A team of researchers at the University of Gothenburg has found that when infants live with pets, they grow up to have fewer allergies and other diseases. In their paper published on the open access site PLOS ONE, the group describes their study of datasets that held information on children's health and whether they had lived with pets as infants, and what they found. 

It is commonly believed that allowing infants and children to come into contact with germs helps their immune system to grow stronger, offering them more protection later in life. In this new effort, the team in Sweden sought to learn more about the possible benefits of germ exposure to infants living with pets in their home.

The study by the team consisted of analyzing data from databases built around two previous studies that involved tracking children's health and which also held information about pets in their homes. One of the datasets included information for 1,029 children that were either seven or eight years old. In that dataset, the researchers found that the incidence of allergies (which in this study included asthma, eczema, hay fever and allergic rhinoconjunctivitis) was 49 percent for children who had not been exposed to pets as infants. That number fell to 43 percent for children who had lived with a single pet as an infant and to 24 percent for children who had lived with three pets.

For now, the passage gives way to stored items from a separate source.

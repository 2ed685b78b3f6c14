// src/extract/text.rs
//! Text extraction and cleanup for uploaded CV documents
//!
//! Dispatches on the filename extension to a format-specific parser
//! (pdf-extract for PDF, docx-rs for Word, plain UTF-8 for text) and then
//! applies format-specific cleanup so downstream stages always see normalized
//! text.

use once_cell::sync::Lazy;
use regex::Regex;
use tracing::warn;

/// Supported upload formats, determined from the filename extension
#[derive(Debug, Clone, Copy, PartialEq, Eq)]
pub enum FileFormat {
    Pdf,
    Doc,
    Docx,
    Txt,
}

impl FileFormat {
    /// Parse the format from a filename extension, case-insensitive
    pub fn from_filename(filename: &str) -> Option<Self> {
        let extension = filename.rsplit('.').next()?.to_lowercase();
        match extension.as_str() {
            "pdf" => Some(FileFormat::Pdf),
            "doc" => Some(FileFormat::Doc),
            "docx" => Some(FileFormat::Docx),
            "txt" => Some(FileFormat::Txt),
            _ => None,
        }
    }

    pub fn as_str(&self) -> &'static str {
        match self {
            FileFormat::Pdf => "pdf",
            FileFormat::Doc => "doc",
            FileFormat::Docx => "docx",
            FileFormat::Txt => "txt",
        }
    }
}

#[derive(Debug, thiserror::Error)]
pub enum ExtractError {
    #[error("unsupported file type: {0}")]
    UnsupportedFormat(String),

    #[error("failed to extract text from {format} document")]
    ExtractionFailed { format: &'static str },
}

/// Extract cleaned text from raw file bytes
///
/// Fails only on unrecognized extensions or a parser failure. An empty result
/// after cleanup is a valid output; the caller decides whether empty text is
/// an error.
pub fn extract_text_from_file(bytes: &[u8], filename: &str) -> Result<String, ExtractError> {
    let format = FileFormat::from_filename(filename).ok_or_else(|| {
        let extension = filename.rsplit('.').next().unwrap_or(filename);
        ExtractError::UnsupportedFormat(extension.to_lowercase())
    })?;

    let raw_text = match format {
        FileFormat::Pdf => extract_text_from_pdf(bytes)?,
        FileFormat::Doc | FileFormat::Docx => extract_text_from_word(bytes, format)?,
        // Best effort: malformed sequences are replaced, never rejected
        FileFormat::Txt => String::from_utf8_lossy(bytes).into_owned(),
    };

    Ok(clean_extracted_text(&raw_text, format))
}

fn extract_text_from_pdf(bytes: &[u8]) -> Result<String, ExtractError> {
    pdf_extract::extract_text_from_mem(bytes).map_err(|e| {
        warn!(error = %e, "PDF parsing failed");
        ExtractError::ExtractionFailed { format: "pdf" }
    })
}

// The error reports the declared format, so a failed `.doc` upload says
// "doc" even though both Word variants share the docx parser
fn extract_text_from_word(bytes: &[u8], format: FileFormat) -> Result<String, ExtractError> {
    let doc = docx_rs::read_docx(bytes).map_err(|e| {
        warn!(error = ?e, format = format.as_str(), "Word document parsing failed");
        ExtractError::ExtractionFailed {
            format: format.as_str(),
        }
    })?;

    let mut text = String::new();
    for child in doc.document.children {
        collect_docx_text(&child, &mut text);
    }
    Ok(text)
}

fn collect_docx_text(element: &docx_rs::DocumentChild, output: &mut String) {
    match element {
        docx_rs::DocumentChild::Paragraph(para) => {
            for child in &para.children {
                collect_paragraph_text(child, output);
            }
            output.push('\n');
        }
        docx_rs::DocumentChild::Table(table) => {
            for row in &table.rows {
                let docx_rs::TableChild::TableRow(tr) = row;
                for cell in &tr.cells {
                    let docx_rs::TableRowChild::TableCell(tc) = cell;
                    for content in &tc.children {
                        if let docx_rs::TableCellContent::Paragraph(para) = content {
                            for child in &para.children {
                                collect_paragraph_text(child, output);
                            }
                            output.push('\n');
                        }
                    }
                }
            }
        }
        _ => {}
    }
}

fn collect_paragraph_text(child: &docx_rs::ParagraphChild, output: &mut String) {
    match child {
        docx_rs::ParagraphChild::Run(run) => {
            for run_child in &run.children {
                if let docx_rs::RunChild::Text(text) = run_child {
                    output.push_str(&text.text);
                }
            }
        }
        docx_rs::ParagraphChild::Hyperlink(link) => {
            for nested in &link.children {
                if let docx_rs::ParagraphChild::Run(run) = nested {
                    for run_child in &run.children {
                        if let docx_rs::RunChild::Text(text) = run_child {
                            output.push_str(&text.text);
                        }
                    }
                }
            }
        }
        _ => {}
    }
}

/// Apply format-specific cleanup to raw extracted text
pub fn clean_extracted_text(text: &str, format: FileFormat) -> String {
    match format {
        FileFormat::Pdf => clean_pdf_text(text),
        FileFormat::Doc | FileFormat::Docx => clean_word_text(text),
        FileFormat::Txt => normalize_whitespace(text),
    }
}

// Characters kept during cleanup: word characters, whitespace, and common
// punctuation. Everything else in PDF output tends to be an artifact of the
// text layer.
static UNWANTED_CHARS: Lazy<Regex> =
    Lazy::new(|| Regex::new(r"[^\w\s\-.,;:!?@#$%&*()+=<>\[\]{}|\\/]").expect("valid regex"));

static HORIZONTAL_WS: Lazy<Regex> =
    Lazy::new(|| Regex::new(r"[ \t\r\x0b\x0c]+").expect("valid regex"));
static WS_AROUND_NEWLINE: Lazy<Regex> = Lazy::new(|| Regex::new(r" *\n *").expect("valid regex"));
static EXCESS_NEWLINES: Lazy<Regex> = Lazy::new(|| Regex::new(r"\n{3,}").expect("valid regex"));

fn clean_pdf_text(text: &str) -> String {
    let stripped = UNWANTED_CHARS.replace_all(text, "");
    let normalized = normalize_whitespace(&stripped);
    fix_ocr_confusions(&normalized)
}

fn clean_word_text(text: &str) -> String {
    let stripped = UNWANTED_CHARS.replace_all(text, "");
    normalize_whitespace(&stripped)
}

/// Collapse runs of horizontal whitespace to single spaces and runs of three
/// or more newlines to exactly two. Idempotent.
pub fn normalize_whitespace(text: &str) -> String {
    let collapsed = HORIZONTAL_WS.replace_all(text, " ");
    let trimmed_lines = WS_AROUND_NEWLINE.replace_all(&collapsed, "\n");
    EXCESS_NEWLINES
        .replace_all(&trimmed_lines, "\n\n")
        .trim()
        .to_string()
}

/// Repair common OCR character confusions in PDF text layers
///
/// `|` is rewritten to `I` everywhere; `0`->`O` and `1`->`l` only when the
/// digit sits between two ASCII letters. The source material applied the digit
/// substitutions to every occurrence, which corrupts phone numbers and years,
/// so the rewrite is gated on word context instead.
fn fix_ocr_confusions(text: &str) -> String {
    let chars: Vec<char> = text.chars().collect();
    let mut fixed = String::with_capacity(text.len());

    for (i, &c) in chars.iter().enumerate() {
        let prev_is_letter = i > 0 && chars[i - 1].is_ascii_alphabetic();
        let next_is_letter = i + 1 < chars.len() && chars[i + 1].is_ascii_alphabetic();

        let replacement = match c {
            '|' => 'I',
            '0' if prev_is_letter && next_is_letter => 'O',
            '1' if prev_is_letter && next_is_letter => 'l',
            other => other,
        };
        fixed.push(replacement);
    }

    fixed
}

#[cfg(test)]
mod tests {
    use super::*;

    #[test]
    fn test_format_from_filename() {
        assert_eq!(FileFormat::from_filename("resume.pdf"), Some(FileFormat::Pdf));
        assert_eq!(FileFormat::from_filename("RESUME.PDF"), Some(FileFormat::Pdf));
        assert_eq!(FileFormat::from_filename("cv.docx"), Some(FileFormat::Docx));
        assert_eq!(FileFormat::from_filename("cv.doc"), Some(FileFormat::Doc));
        assert_eq!(FileFormat::from_filename("notes.txt"), Some(FileFormat::Txt));
        assert_eq!(FileFormat::from_filename("image.png"), None);
        assert_eq!(FileFormat::from_filename("no_extension"), None);
    }

    #[test]
    fn test_unsupported_extension_fails() {
        let result = extract_text_from_file(b"data", "photo.png");
        assert!(matches!(result, Err(ExtractError::UnsupportedFormat(ext)) if ext == "png"));
    }

    #[test]
    fn test_word_parse_failure_reports_declared_format() {
        let doc = extract_text_from_file(b"not a word document", "legacy.doc");
        assert!(matches!(
            doc,
            Err(ExtractError::ExtractionFailed { format }) if format == "doc"
        ));

        let docx = extract_text_from_file(b"not a word document", "modern.docx");
        assert!(matches!(
            docx,
            Err(ExtractError::ExtractionFailed { format }) if format == "docx"
        ));
    }

    #[test]
    fn test_txt_extraction_is_best_effort() {
        // Invalid UTF-8 is replaced, not rejected
        let bytes = [b'h', b'i', 0xFF, b'!', b'\n'];
        let result = extract_text_from_file(&bytes, "note.txt").unwrap();
        assert!(result.starts_with("hi"));
    }

    #[test]
    fn test_normalize_whitespace_collapses_runs() {
        assert_eq!(normalize_whitespace("a   b\t\tc"), "a b c");
        assert_eq!(normalize_whitespace("a\n\n\n\nb"), "a\n\nb");
        assert_eq!(normalize_whitespace("  padded  "), "padded");
    }

    #[test]
    fn test_normalize_whitespace_is_idempotent() {
        let inputs = [
            "Jane Doe\n\n\n\nEngineer   at\tAcme\n \n \nSkills",
            "  a  b  \n\nc",
            "",
        ];
        for input in inputs {
            let once = normalize_whitespace(input);
            let twice = normalize_whitespace(&once);
            assert_eq!(once, twice);
        }
    }

    #[test]
    fn test_clean_pdf_text_is_idempotent() {
        let input = "S\u{00e9}an | 0racle\n\n\n\nW0rking   with App1e tools";
        let once = clean_pdf_text(input);
        let twice = clean_pdf_text(&once);
        assert_eq!(once, twice);
    }

    #[test]
    fn test_ocr_fix_pipe_is_unconditional() {
        assert_eq!(fix_ocr_confusions("| am here"), "I am here");
    }

    #[test]
    fn test_ocr_fix_digits_only_inside_words() {
        assert_eq!(fix_ocr_confusions("App1e"), "Apple");
        assert_eq!(fix_ocr_confusions("W0rd"), "WOrd");
        // Standalone numbers stay intact
        assert_eq!(fix_ocr_confusions("2010-2014"), "2010-2014");
        assert_eq!(fix_ocr_confusions("555-123-4567"), "555-123-4567");
        assert_eq!(fix_ocr_confusions("10 years"), "10 years");
    }

    #[test]
    fn test_clean_pdf_strips_unwanted_characters() {
        let cleaned = clean_pdf_text("Name\u{2022} \u{00a9}2020 ok");
        assert!(!cleaned.contains('\u{2022}'));
        assert!(!cleaned.contains('\u{00a9}'));
        assert!(cleaned.contains("2020 ok"));
    }

    #[test]
    fn test_clean_word_preserves_newlines() {
        let cleaned = clean_word_text("Jane Doe\nEngineer\n\nSkills");
        assert_eq!(cleaned.lines().count(), 4);
    }
}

The second dataset held information on 249 children— it showed that the allergy rate for children growing up without a pet was 48 percent, 35 percent for children with one pet and just 21 percent for children who had grown up with multiple pets.

The researchers suggest that taken together, the two datasets show that the more exposure infants have to pets, they less likely they are to develop allergies later in life. They also note that having pets is just one way to reduce allergy risk, other factors such as being born vaginally, living on a farm and having more siblings have also been shown to reduce the risk—as has parents sucking on a baby's pacifier before handing it to them.